Dan’s bravado kicked back in. “It’s efficient, Director. These… sources… are low-impact, logistically simple. They meet all the necessary criteria.”
“The old criteria,” Bishop corrected, taking a soft step closer. Greg felt an irrational urge to shrink into his chair. “The criteria that have left the biome undernourished and imbalanced. You’ve been feeding it a diet of bread and water when it requires a feast.”
Feeding it? The phrase sent a shiver down Greg’s spine. It was a strange, almost organic way to describe their work.
“I don’t follow,” Dan said, his voice tight with defiance.

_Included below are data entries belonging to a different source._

use serde::{Deserialize, Serialize};

#[derive(Debug, Clone, Copy, PartialEq, Eq, Serialize, Deserialize)]
#[serde(rename_all = "lowercase")]
pub enum BreakKind {
    Short,
    Long,
}

/// Break length after the `completed`-th pomodoro: long on every
/// `interval`-th one, short otherwise. An interval of zero is treated as one.
pub fn break_after(completed: u64, interval: u32) -> BreakKind {
    let interval = u64::from(interval.max(1));
    if completed % interval == 0 {
        BreakKind::Long
    } else {
        BreakKind::Short
    }
}

/// Count of pomodoros that ran to completion.
///
/// Only automatic completion counts; a pomodoro stopped by hand does not
/// move the cycle.
#[derive(Debug, Clone, Copy, Default, PartialEq, Eq, Serialize, Deserialize)]
pub struct BreakCycle {
    completed: u64,
}

impl BreakCycle {
    pub fn completed(&self) -> u64 {
        self.completed
    }

    /// Count one more completed pomodoro and return the new total.
    pub fn record_pomodoro(&mut self) -> u64 {
        self.completed = self.completed.saturating_add(1);
        self.completed
    }

    /// Break to take now, given the pomodoros completed so far.
    pub fn next_break(&self, interval: u32) -> BreakKind {
        break_after(self.completed, interval)
    }
}
use serde::{Deserialize, Serialize};

/// Lifecycle notifications emitted by the timer engine.
///
/// Events carry no payload; subscribers re-read whatever they need through
/// the engine's query methods.
#[derive(Debug, Clone, Copy, PartialEq, Eq, Hash, Serialize, Deserialize)]
#[serde(rename_all = "lowercase")]
pub enum TimerEvent {
    Start,
    Stop,
    Tick,
    Log,
    Change,
}

/// Handle returned by [`Observers::subscribe`].
#[derive(Debug, Clone, Copy, PartialEq, Eq, Hash, PartialOrd, Ord)]
pub struct SubscriptionId(u64);

type Callback = Box<dyn FnMut(TimerEvent) + Send>;

/// Observer registry owned by the timer engine.
#[derive(Default)]
pub struct Observers {
    next_id: u64,
    callbacks: Vec<(SubscriptionId, Callback)>,
}

impl Observers {
    pub fn new() -> Self {
        Self::default()
    }

    /// Register a callback invoked for every emitted event.
    pub fn subscribe<F>(&mut self, callback: F) -> SubscriptionId
    where
        F: FnMut(TimerEvent) + Send + 'static,
    {
        let id = SubscriptionId(self.next_id);
        self.next_id += 1;
        self.callbacks.push((id, Box::new(callback)));
        id
    }

    /// Remove a callback. Returns `false` if the id was not registered.
    pub fn unsubscribe(&mut self, id: SubscriptionId) -> bool {
        let before = self.callbacks.len();
        self.callbacks.retain(|(sid, _)| *sid != id);
        self.callbacks.len() != before
    }

    pub fn emit(&mut self, event: TimerEvent) {
        for (_, callback) in self.callbacks.iter_mut() {
            callback(event);
        }
    }

    pub fn len(&self) -> usize {
        self.callbacks.len()
    }

    pub fn is_empty(&self) -> bool {
        self.callbacks.is_empty()
    }
}

impl std::fmt::Debug for Observers {
    fn fmt(&self, f: &mut std::fmt::Formatter<'_>) -> std::fmt::Result {
        f.debug_struct("Observers")
            .field("subscribers", &self.callbacks.len())
            .finish()
    }
}
/// Application settings.
///
/// Serialized to/from TOML at `~/.config/focusboard/config.toml`.
#[derive(Debug, Clone, PartialEq, Serialize, Deserialize)]
pub struct Settings {
    /// Stop reasons offered globally. Empty means the built-in list.
    #[serde(default = "default_stop_reasons")]
    pub stop_reasons: Vec<String>,
    /// Markdown board files the CLI loads when none are given.
    #[serde(default)]
    pub boards: Vec<PathBuf>,
    #[serde(default)]
    pub timer: TimerSettings,
    #[serde(default)]
    pub sound: SoundSettings,
    /// Keyed by board id.
    #[serde(default)]
    pub board_overrides: BTreeMap<String, BoardSettings>,
}

fn default_pomodoro() -> Option<u32> {
    Some(DEFAULT_POMODORO_MINUTES)
}
fn default_short_break() -> Option<u32> {
    Some(DEFAULT_SHORT_BREAK_MINUTES)
}
fn default_long_break() -> Option<u32> {
    Some(DEFAULT_LONG_BREAK_MINUTES)
}
fn default_interval() -> Option<u32> {
    Some(DEFAULT_LONG_BREAK_INTERVAL)
}
fn default_true() -> bool {
    true
}
fn default_stop_reasons() -> Vec<String> {
    DEFAULT_STOP_REASONS.iter().map(|s| s.to_string()).collect()
}

#[derive(Deserialize)]
#[serde(untagged)]
enum Loose {
    Unset(()),
    Int(i64),
    Float(f64),
    Text(String),
    Other(serde::de::IgnoredAny),
}

/// Accepts integers, floats and numeric strings. Anything that is not a
/// positive whole number of minutes becomes `None`; only `0`, the written
/// form of unset, does so without a warning.
fn lenient_positive<'de, D>(deserializer: D) -> Result<Option<u32>, D::Error>
where
    D: Deserializer<'de>,
{
    let parsed = match Loose::deserialize(deserializer)? {
        Loose::Unset(()) => return Ok(None),
        Loose::Int(n) => u32::try_from(n).ok(),
        Loose::Float(f) if f.is_finite() && f.fract() == 0.0 && f > 0.0 => {
            u32::try_from(f as i64).ok()
        }
        Loose::Float(_) => None,
        Loose::Text(s) => s.trim().parse::<u32>().ok(),
        Loose::Other(_) => None,
    };
    match parsed {
        Some(0) => Ok(None),
        Some(n) => Ok(Some(n)),
        None => {
            tracing::warn!("ignoring non-positive or non-numeric minutes setting");
            Ok(None)
        }
    }
}

fn unset_as_zero<S>(value: &Option<u32>, serializer: S) -> Result<S::Ok, S::Error>
where
    S: Serializer,
{
    serializer.serialize_u32(value.unwrap_or(0))
}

Bishop’s eyes narrowed, a flicker of something ancient and cold in their depths. “Our work is not about simplicity, Mr. Slater. It is about sanctity. It is about providing a varied, robust, and diverse offering. The earth is hungry. It has more sophisticated tastes than you have been giving it credit for.” She paused, letting the silence stretch until it was uncomfortable. “The memo was not a suggestion. It is now policy. Adapt.”
With that, she turned and walked away, her footsteps making no sound on the industrial carpet. She didn’t look at Greg. She didn’t need to. The message had been delivered to the entire section.
Dan let out a shaky breath, a mixture of anger and fear warring on his face. He quickly settled on anger.
“Offering? Sophisticated tastes?” he muttered, turning back to Greg with a sneer. “She’s a lunatic. An eco-terrorist in a pantsuit. I’m not changing a thing. I have a project scheduled for the Bighorns next month. Prime catalyst. Classic profile. I’m running it my way. Let’s see what her ‘watchdogs’ have to say when my sector shows the highest biomass regeneration rates. Again.”
He clicked dismissively on his screen, pulling up the file for his next target, his arrogance a shield against the director’s chilling words.
Greg looked from Dan’s defiant face to his own monitor, where the smiling Thompson family waited. He felt the sterile walls of the office closing in. Bishop’s words echoed in his mind—The earth is hungry. It wasn’t a metaphor. He felt it in his bones. This wasn’t a corporate restructuring. It was a change in ritual. And Dan had just publicly declared himself a heretic.